O motorista de ambulância que ajuda pacientes terminais a realizar últimos desejos

12/10/2020 23:35

 

Veldboer dirige uma fundação que leva pacientes em estado terminal a visitar pessoas e lugares que amam — Foto: Arquivo pessoal/BBC

Holandês Kees Veldboer ajudou milhares de pacientes terminais a fazer uma última visita a pessoas e lugares que mais amavam.

 

O trabalho diário de Kees Veldboer envolve viagens ao litoral, museus, zoológicos, aquários, instalações esportivas, igrejas e campos floridos, mas o holandês de 60 anos não é um guia turístico.

 

Por mais de uma década, ele ajudou milhares de pessoas com doenças terminais - pacientes que não podiam andar ou sair de seus quartos sozinhos - a ver seus lugares favoritos antes de morrer.

 

Ele contou à BBC sobre algumas dessas "viagens de despedida".

 

Correndo para o Vaticano

 

Veldboer diz que sua viagem mais memorável foi correr contra o tempo para chegar a Roma.

 

Em 2013, uma mulher acamada na casa dos 60 anos disse a ele que queria se encontrar com o Papa.

 

No site oficial da Santa Sé, ele descobriu quando o pontífice costumava sair para cumprimentar as pessoas. Viu ali uma chance razoável de sucesso e a levou de carro até o Vaticano, a cerca de 1,6 mil km de sua casa, em Roterdã, na Holanda.

 

"Eu a coloquei em uma maca bem na primeira fila (de frente para a Basílica de São Pedro)."

 

Havia algumas pessoas esperando em cadeiras de rodas, mas ela era a única deitada em uma maca. Como Veldboer previra, isso chamou a atenção do pontífice.

 

Ele desceu e falou com ela, e até a tocou e segurou sua mão.

 

"O Papa deu-lhe uma bênção e desejou-lhe força. Ele também desejou-lhe sorte na vida após a morte", disse Veldboer.

 

O momento proporcionou o conforto tão necessário para a mulher e, logo depois, iniciaram a viagem de volta.

 

A mulher morreu poucos dias depois de conhecer o Papa

 

Saudades do mar

 

Veldboer atendeu a muitos pedidos estranhos. Ele levou um paciente a estábulos e ajudou-o a se despedir de seu animal favorito.

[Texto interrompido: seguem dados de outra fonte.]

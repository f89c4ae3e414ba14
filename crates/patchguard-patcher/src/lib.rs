//! PatchGuard patch backends
//!
//! Concrete [`PatchGenerator`] implementations that talk to a model:
//!
//! - [`OllamaPatcher`]: direct prompting over the Ollama HTTP API
//! - [`AiderPatcher`]: the Aider CLI editing a scratch file
//! - [`EchoPatcher`]: returns the input unchanged (dry runs)

pub mod aider;
pub mod echo;
pub mod error;
pub mod ollama;

use std::fmt;
use std::str::FromStr;
use std::sync::Arc;
use std::time::Duration;

use patchguard_core::PatchGenerator;
use serde::{Deserialize, Serialize};

pub use aider::{AiderPatcher, DEFAULT_AIDER_MODEL};
pub use echo::EchoPatcher;
pub use error::{BackendError, Result};
pub use ollama::{OllamaPatcher, DEFAULT_MODEL, DEFAULT_OLLAMA_URL};

/// Which backend to build
#[derive(Debug, Clone, Copy, PartialEq, Eq, Serialize, Deserialize)]
#[serde(rename_all = "lowercase")]
pub enum BackendKind {
    Ollama,
    Aider,
    Echo,
}

impl fmt::Display for BackendKind {
    fn fmt(&self, f: &mut fmt::Formatter<'_>) -> fmt::Result {
        let name = match self {
            BackendKind::Ollama => "ollama",
            BackendKind::Aider => "aider",
            BackendKind::Echo => "echo",
        };
        f.write_str(name)
    }
}

impl FromStr for BackendKind {
    type Err = String;

    fn from_str(s: &str) -> std::result::Result<Self, Self::Err> {
        match s.to_ascii_lowercase().as_str() {
            "ollama" => Ok(BackendKind::Ollama),
            "aider" => Ok(BackendKind::Aider),
            "echo" => Ok(BackendKind::Echo),
            other => Err(format!("unknown backend '{other}' (expected ollama, aider or echo)")),
        }
    }
}

/// Backend connection settings
#[derive(Debug, Clone, Serialize, Deserialize, PartialEq)]
#[serde(default)]
pub struct BackendConfig {
    pub ollama_url: String,
    pub model: String,
    pub aider_model: String,
    pub aider_program: String,
}

impl Default for BackendConfig {
    fn default() -> Self {
        BackendConfig {
            ollama_url: std::env::var("OLLAMA_HOST")
                .unwrap_or_else(|_| DEFAULT_OLLAMA_URL.to_string()),
            model: std::env::var("PATCHGUARD_MODEL").unwrap_or_else(|_| DEFAULT_MODEL.to_string()),
            aider_model: DEFAULT_AIDER_MODEL.to_string(),
            aider_program: "aider".to_string(),
        }
    }
}

/// Build the selected backend. `timeout` bounds a single generation.
pub fn build_backend(
    kind: BackendKind,
    config: &BackendConfig,
    timeout: Duration,
) -> Result<Arc<dyn PatchGenerator>> {
    let backend: Arc<dyn PatchGenerator> = match kind {
        BackendKind::Ollama => Arc::new(OllamaPatcher::new(
            &config.ollama_url,
            &config.model,
            timeout,
        )?),
        BackendKind::Aider => Arc::new(
            AiderPatcher::new(&config.aider_model, timeout)
                .with_program(config.aider_program.clone()),
        ),
        BackendKind::Echo => Arc::new(EchoPatcher),
    };
    Ok(backend)
}
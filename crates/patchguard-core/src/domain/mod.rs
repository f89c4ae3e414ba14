//! Domain models for PatchGuard.
//!
//! - `InputBundle`: the (issue, code) pair under evaluation
//! - `Finding`: one piece of evidence from any layer
//! - per-layer results (`DetectionResult`, `SanitizationResult`, `ValidationResult`)
//! - `PipelineReport`: the full evidence trail of a run

pub mod bundle;
pub mod finding;
pub mod report;
pub mod verdict;

pub use bundle::InputBundle;
pub use finding::{Field, Finding, FindingSource, Location, Severity};
pub use report::{Layer, PipelineReport, PipelineState, REPORT_SCHEMA_VERSION};
pub use verdict::{
    AnalyzerDiagnostic, DetectionResult, DetectionVerdict, DiagnosticKind, PatchCandidate,
    RemovedSpan, SanitizationResult, TestResult, ValidationResult, ValidationVerdict,
};

/// Clamp a score to `[0, 1]` and round to four decimals.
///
/// Weighted sums of binary fractions drift (0.3 + 0.15 != 0.45), so every
/// score is rounded before it is compared against a threshold.
pub fn round_score(raw: f64) -> f64 {
    if !raw.is_finite() {
        return if raw > 0.0 { 1.0 } else { 0.0 };
    }
    (raw.clamp(0.0, 1.0) * 10_000.0).round() / 10_000.0
}

#[cfg(test)]
mod tests {
    use super::*;

    #[test]
    fn test_round_score_absorbs_float_drift() {
        assert_eq!(round_score(0.3 + 0.15), 0.45);
        assert_eq!(round_score(0.1 + 0.1 + 0.1), 0.3);
        assert_eq!(round_score(1.7), 1.0);
        assert_eq!(round_score(-0.2), 0.0);
        assert_eq!(round_score(f64::NAN), 0.0);
    }
}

Muitos outros também quiseram se despedir de seus animais de estimação.

 

Ir e ver sua própria casa e vizinhança também é um desejo comum, e frequentemente há um forte interesse entre os que estão morrendo de assistir a partidas esportivas ou visitar museus, zoológicos e aquários.

 

Em uma ocasião, ele observou pacientemente um homem amarrado a uma maca tentando pegar um peixe.

 

Mas é o mar que parece ter um fascínio particular para muitos, o que surge como um mistério para Veldboer, que se descreve como "mais para um cara do tipo piscina".

 

Seu serviço permitiu até que pacientes mais aptos fizessem viagens curtas de barco ao mar.

 

Veldboer era paramédico e motorista de ambulância e viu a morte de perto por muitos anos. Ele diz que normalmente isso não o afeta.

 

A grande maioria das pessoas que Veldboer ajuda está na casa dos setenta, oitenta e noventa, mas às vezes é chamado para concretizar o último desejo de pacientes mais jovens, situação com a qual é mais difícil lidar, diz ele.

 

De partir o coração

 

"É compreensível que pessoas idosas morram. Mas às vezes parte meu coração ver jovens morrendo."

 

Em 2009, ele recebeu um telefonema de um jovem desesperado que buscou sua ajuda para trazer sua namorada para casa.

 

"Ela estava morrendo de câncer. O namorado dela queria tirá-la do hospital e lhe mostrar seu novo apartamento, que ela nunca tinha visto."

 

Depois de obter permissão dos médicos, Veldboer levou a mulher ao local.

 

"Eu a deixei com ele por algumas horas. Depois que foi trazida de volta ao hospital, ela morreu em uma hora", disse ele.

 

Lidando com a morte

 

Veldboer se deu conta desde cedo de que não pode ajudar a mudar o inevitável, mas pode tornar as coisas melhores.

 

"Depois de entender isso, você passa a ver o mundo de forma diferente", diz ele. "Não podemos prevenir ou impedir a morte - às vezes, devemos deixá-la seguir seu curso."

 

Mesmo durante a pandemia de covid-19, ele está ocupado ajudando muitos a fazer a última viagem.